Using Books to Escape

[00:22:33] Miriam: Yeah, you write them the way you can and that’s what makes your work identifiable as being written by you, just like an artist paints their way and yeah. Yeah. What do you, what, what would you like to in your mind accomplish by writing these books?

[00:22:53] Paul: I’d say a couple of things. I write fiction. I would hope that it would be escapism. [00:23:00] That you’re going to read the book and you’re going to go, wow, that was a fun. You know, I enjoyed that ending. That was wow. I didn’t see that coming. So just simple escapism.

[00:23:12] I think at the same time though you know, I have a worldview and some of my characters share my worldview. And and so, you know, my worldview is, is Christ- centered. Now I don’t beat people over the head with that. At least I try not to, but I try to show real life characters that are very flawed. That are challenged by the, by their children, their spouse, their career, whatever bad thing happens to them that they’re not perfect. They’re not holier-than-thou, but how it is that they you know learn to trust through that process.

[00:23:49] So I I want people to enjoy the, the the escapism. But I might take a little liberties to just sort of show maybe what I feel about [00:24:00] something through my books. Yeah.

Find Paul’s Books

[00:24:01] Miriam: I love it. Why don’t you just share the titles and where people can get them? Yeah.

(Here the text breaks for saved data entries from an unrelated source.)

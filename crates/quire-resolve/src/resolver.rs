//! The include resolver.

use quire_core::document::Document;
use quire_core::field::{Field, FieldQueue};
use quire_core::scan::{classify, LineKind};
use quire_core::subst::{has_markers, substitute_line};
use quire_core::DocumentId;
use quire_store::{DocumentStore, StoreError};

use crate::error::{ResolveError, Result};

/// Default inclusion nesting limit.
///
/// Write-time cycle validation keeps the persisted graph acyclic, but
/// resolution must not rely on every write path having enforced it; the
/// limit bounds recursion independently.
pub const DEFAULT_MAX_DEPTH: usize = 64;

/// Expands a stored document into one flat text.
///
/// The resolver holds no per-resolution state: the scope flag and field
/// queue travel through each call, so concurrent resolutions over the
/// same store cannot contaminate one another.
pub struct Resolver<'a, S: DocumentStore> {
    store: &'a S,
    max_depth: usize,
}

impl<'a, S: DocumentStore> Resolver<'a, S> {
    /// Create a resolver over a store with the default depth limit.
    pub fn new(store: &'a S) -> Self {
        Resolver {
            store,
            max_depth: DEFAULT_MAX_DEPTH,
        }
    }

    /// Create a resolver with a custom depth limit.
    pub fn with_max_depth(store: &'a S, max_depth: usize) -> Self {
        Resolver { store, max_depth }
    }

    /// Expand a document without any substitution pass.
    ///
    /// Scope filtering and inclusion splicing still apply; input-field
    /// markers are left untouched at every nesting level.
    pub fn resolve(&self, id: &DocumentId) -> Result<String> {
        self.expand(id, None, 0)
    }

    /// Expand a document, filling input-field markers from `fields`.
    ///
    /// The queue is consumed front to back; values the document does not
    /// consume remain in the queue for the caller. Fields declared by the
    /// document's own form section beyond the caller's values are
    /// appended per the reconciliation rule.
    pub fn resolve_with_queue(&self, id: &DocumentId, fields: &mut FieldQueue) -> Result<String> {
        self.expand(id, Some(fields), 0)
    }

    fn expand(
        &self,
        id: &DocumentId,
        mut fields: Option<&mut FieldQueue>,
        depth: usize,
    ) -> Result<String> {
        if depth >= self.max_depth {
            return Err(ResolveError::DepthExceeded {
                limit: self.max_depth,
            });
        }

        let text = self.store.load_text(id).map_err(|e| match e {
            StoreError::DocumentNotFound { id } => ResolveError::ReferenceNotFound { id },
            other => ResolveError::Store(other),
        })?;
        let (body, form) = Document::split_form(&text);

        if let (Some(queue), Some(form)) = (fields.as_deref_mut(), form) {
            queue.reconcile(FieldQueue::from_form(form));
        }

        // The scope flag is per document and starts global; it never
        // inherits from the including caller.
        let mut local = false;
        let mut lines: Vec<String> = Vec::new();
        for line in body.lines() {
            match classify(line) {
                LineKind::LocalScope => local = true,
                LineKind::GlobalScope => local = false,
                _ if local => {}
                LineKind::Include(directive) => {
                    let child = DocumentId::new(directive.resolved_target());
                    let expanded = if fields.is_some() {
                        // The child starts from a fresh queue seeded only
                        // with the directive's inline values; its own form
                        // fields join during reconciliation.
                        let mut child_queue = FieldQueue::new();
                        if directive.has_values() {
                            child_queue.push_back(Field::positional(directive.values().to_vec()));
                        }
                        self.expand(&child, Some(&mut child_queue), depth + 1)?
                    } else {
                        self.expand(&child, None, depth + 1)?
                    };
                    lines.push(expanded);
                }
                LineKind::Content => lines.push(line.to_string()),
            }
        }

        // A single trailing blank is an artifact of splitting the body at
        // the form separator; drop it, but only one and only then.
        if form.is_some() && lines.last().is_some_and(|l| l.trim().is_empty()) {
            lines.pop();
        }

        if let Some(queue) = fields {
            for line in &mut lines {
                if queue.is_empty() {
                    break;
                }
                if !has_markers(line) {
                    continue;
                }
                if let Some(rebuilt) = substitute_line(line.trim_end(), queue) {
                    *line = rebuilt;
                }
            }
        }

        Ok(lines.join("\n"))
    }
}

#[cfg(test)]
mod tests {
    use super::*;
    use quire_store::MemoryStore;

    fn id(s: &str) -> DocumentId {
        DocumentId::new(s)
    }

    fn queue_of(values: &[&str]) -> FieldQueue {
        [Field::positional(
            values.iter().map(|v| v.to_string()).collect(),
        )]
        .into_iter()
        .collect()
    }

    #[test]
    fn plain_document_passes_through() {
        let store = MemoryStore::new();
        store.insert_with_id("d", "a = 1\nb = a + 1");
        let resolver = Resolver::new(&store);
        assert_eq!(resolver.resolve(&id("d")).unwrap(), "a = 1\nb = a + 1");
    }

    #[test]
    fn resolution_is_idempotent_without_inclusions() {
        let store = MemoryStore::new();
        store.insert_with_id("d", "a = 1\n#local\nhidden\n#global\nb = 2");
        let resolver = Resolver::new(&store);
        let first = resolver.resolve(&id("d")).unwrap();
        let second = resolver.resolve(&id("d")).unwrap();
        assert_eq!(first, second);
    }

    #[test]
    fn local_scope_lines_are_suppressed_in_order() {
        let store = MemoryStore::new();
        store.insert_with_id(
            "d",
            "one\n#local\ntwo\nthree\n#global\nfour\n#LOCAL\nfive\n#Global\nsix",
        );
        let resolver = Resolver::new(&store);
        assert_eq!(resolver.resolve(&id("d")).unwrap(), "one\nfour\nsix");
    }

    #[test]
    fn inclusion_splices_child_text() {
        let store = MemoryStore::new();
        store.insert_with_id("child", "c1\nc2");
        store.insert_with_id("parent", "p1\n#include child\np2");
        let resolver = Resolver::new(&store);
        assert_eq!(
            resolver.resolve(&id("parent")).unwrap(),
            "p1\nc1\nc2\np2"
        );
    }

    #[test]
    fn local_scope_hides_from_parent_but_resets_per_document() {
        let store = MemoryStore::new();
        store.insert_with_id("child", "#local\nprivate\n#global\npublic");
        store.insert_with_id("parent", "#include child\nafter");
        let resolver = Resolver::new(&store);
        // The child's local region is invisible to the parent; the
        // child's flag starts global regardless of the parent's state.
        assert_eq!(resolver.resolve(&id("parent")).unwrap(), "public\nafter");
    }

    #[test]
    fn parent_local_scope_suppresses_inclusion_directives() {
        let store = MemoryStore::new();
        store.insert_with_id("child", "never");
        store.insert_with_id("parent", "#local\n#include child\n#global\nkept");
        let resolver = Resolver::new(&store);
        assert_eq!(resolver.resolve(&id("parent")).unwrap(), "kept");
    }

    #[test]
    fn missing_reference_aborts_resolution() {
        let store = MemoryStore::new();
        store.insert_with_id("parent", "ok\n#include ghost");
        let resolver = Resolver::new(&store);
        match resolver.resolve(&id("parent")) {
            Err(ResolveError::ReferenceNotFound { id }) => {
                assert_eq!(id.as_str(), "ghost");
            }
            other => panic!("expected ReferenceNotFound, got {other:?}"),
        }
    }

    #[test]
    fn malformed_directive_is_kept_as_content() {
        let store = MemoryStore::new();
        store.insert_with_id("d", "#include\nrest");
        let resolver = Resolver::new(&store);
        assert_eq!(resolver.resolve(&id("d")).unwrap(), "#include\nrest");
    }

    #[test]
    fn depth_guard_stops_unvalidated_cycles() {
        let store = MemoryStore::new();
        store.insert_with_id("a", "#include b");
        store.insert_with_id("b", "#include a");
        let resolver = Resolver::new(&store);
        assert!(matches!(
            resolver.resolve(&id("a")),
            Err(ResolveError::DepthExceeded { .. })
        ));
    }

    #[test]
    fn form_fields_fill_markers() {
        let store = MemoryStore::new();
        store.insert_with_id("d", "x = ?\ny = ?\n\u{000B}p\t3;4");
        let resolver = Resolver::new(&store);
        let mut fields = FieldQueue::new();
        let text = resolver.resolve_with_queue(&id("d"), &mut fields).unwrap();
        assert_eq!(text, "x = ? {3}\ny = ? {4}");
    }

    #[test]
    fn form_without_markers_leaves_body_unchanged() {
        let store = MemoryStore::new();
        store.insert_with_id("x", "a\nb\n\u{000B}p\tv1;v2");
        let resolver = Resolver::new(&store);
        let mut fields = FieldQueue::new();
        let text = resolver.resolve_with_queue(&id("x"), &mut fields).unwrap();
        assert_eq!(text, "a\nb");
        // The declared fields were adopted but nothing consumed them.
        assert_eq!(fields.value_count(), 2);
    }

    #[test]
    fn caller_values_take_precedence_over_form_defaults() {
        let store = MemoryStore::new();
        store.insert_with_id("d", "x = ? {0}\ny = ? {0}\n\u{000B}p\t10;20");
        let resolver = Resolver::new(&store);
        let mut fields = queue_of(&["7"]);
        let text = resolver.resolve_with_queue(&id("d"), &mut fields).unwrap();
        // One caller value, then the form's second default trickles in.
        assert_eq!(text, "x = ? {7}\ny = ? {20}");
    }

    #[test]
    fn raw_resolution_skips_substitution_everywhere() {
        let store = MemoryStore::new();
        store.insert_with_id("child", "c = ?\n\u{000B}p\t5");
        store.insert_with_id("parent", "#include child");
        let resolver = Resolver::new(&store);
        assert_eq!(resolver.resolve(&id("parent")).unwrap(), "c = ?");
    }

    #[test]
    fn nested_inclusion_uses_child_form_defaults() {
        let store = MemoryStore::new();
        store.insert_with_id("child", "c = ?\n\u{000B}p\t5");
        store.insert_with_id("parent", "#include child\nafter");
        let resolver = Resolver::new(&store);
        let mut fields = FieldQueue::new();
        let text = resolver
            .resolve_with_queue(&id("parent"), &mut fields)
            .unwrap();
        assert_eq!(text, "c = ? {5}\nafter");
    }

    #[test]
    fn inline_values_seed_the_child_queue() {
        let store = MemoryStore::new();
        store.insert_with_id("child", "c = ? {0}\nd = ? {0}\n\u{000B}p\t1;2");
        store.insert_with_id("parent", "#include child #{8;9}");
        let resolver = Resolver::new(&store);
        let mut fields = FieldQueue::new();
        let text = resolver
            .resolve_with_queue(&id("parent"), &mut fields)
            .unwrap();
        assert_eq!(text, "c = ? {8}\nd = ? {9}");
    }

    #[test]
    fn unconsumed_caller_values_remain_for_later_lines() {
        let store = MemoryStore::new();
        store.insert_with_id("child", "c");
        store.insert_with_id("parent", "#include child\nx = ?");
        let resolver = Resolver::new(&store);
        let mut fields = queue_of(&["42"]);
        let text = resolver
            .resolve_with_queue(&id("parent"), &mut fields)
            .unwrap();
        assert_eq!(text, "c\nx = ? {42}");
        assert!(fields.is_empty());
    }

    #[test]
    fn leftover_values_stay_observable_by_the_caller() {
        let store = MemoryStore::new();
        store.insert_with_id("d", "x = ?");
        let resolver = Resolver::new(&store);
        let mut fields = queue_of(&["1", "2", "3"]);
        resolver.resolve_with_queue(&id("d"), &mut fields).unwrap();
        assert_eq!(fields.value_count(), 2);
    }

    #[test]
    fn short_queue_leaves_markers_unexpanded() {
        let store = MemoryStore::new();
        store.insert_with_id("d", "a = ?\nb = ?\nc = ?");
        let resolver = Resolver::new(&store);
        let mut fields = queue_of(&["1"]);
        let text = resolver.resolve_with_queue(&id("d"), &mut fields).unwrap();
        assert_eq!(text, "a = ? {1}\nb = ?\nc = ?");
    }

    #[test]
    fn trailing_blank_after_form_split_is_dropped_once() {
        let store = MemoryStore::new();
        store.insert_with_id("d", "a\nb\n\n\u{000B}p\t1");
        let resolver = Resolver::new(&store);
        // body lines are "a", "b", ""; only the single trailing blank goes
        assert_eq!(resolver.resolve(&id("d")).unwrap(), "a\nb");
    }

    #[test]
    fn blank_lines_without_form_are_preserved() {
        let store = MemoryStore::new();
        store.insert_with_id("d", "a\n\nb");
        let resolver = Resolver::new(&store);
        assert_eq!(resolver.resolve(&id("d")).unwrap(), "a\n\nb");
    }

    #[test]
    fn uid_query_overrides_textual_target() {
        let store = MemoryStore::new();
        store.insert_with_id("3f9a", "addressed");
        store.insert_with_id("parent", "#include \"beam.qd\"?uid=3f9a");
        let resolver = Resolver::new(&store);
        assert_eq!(resolver.resolve(&id("parent")).unwrap(), "addressed");
    }

    #[test]
    fn three_level_chain_expands_depth_first() {
        let store = MemoryStore::new();
        store.insert_with_id("c", "bottom");
        store.insert_with_id("b", "mid-pre\n#include c\nmid-post");
        store.insert_with_id("a", "top\n#include b");
        let resolver = Resolver::new(&store);
        assert_eq!(
            resolver.resolve(&id("a")).unwrap(),
            "top\nmid-pre\nbottom\nmid-post"
        );
    }
}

[00:24:06] Paul: So the first book is called Blood in the Low Country and the blood is because one, there is a murder, but two it’s about family and blood is family.

[00:24:15] And the second book, which just came out this year in May, is called Eli’s Redemption. And it is a bit of a sequel though. Again, it’s a standalone.

[00:24:25] . So my name is, is Paul Attaway and you can find them on you know, Amazon, the evil empire.

[00:24:32] And you can go to my website, Paul attaway.com. And then I’m on I’m on Instagram and Facebook

[00:24:38] Miriam: Very good. I appreciate the time and your wisdom. You gave some great practical tips and, you know,

[00:24:45] going along with that vein of story, I think I mentioned to you before we got on that. We like to do a gift in your name to a charity and you chose Mercy Ships and their story is remarkable as they have doctors and dentists and [00:25:00] physical therapists volunteering their time giving underserved people, surgeries for free.

[00:25:06] Yeah, that’s amazing. Thank you. Thank you for your choice with that and thank you for your time and what a joy to meet you.

[00:25:13] Paul: Well, thank you. I very much enjoyed it.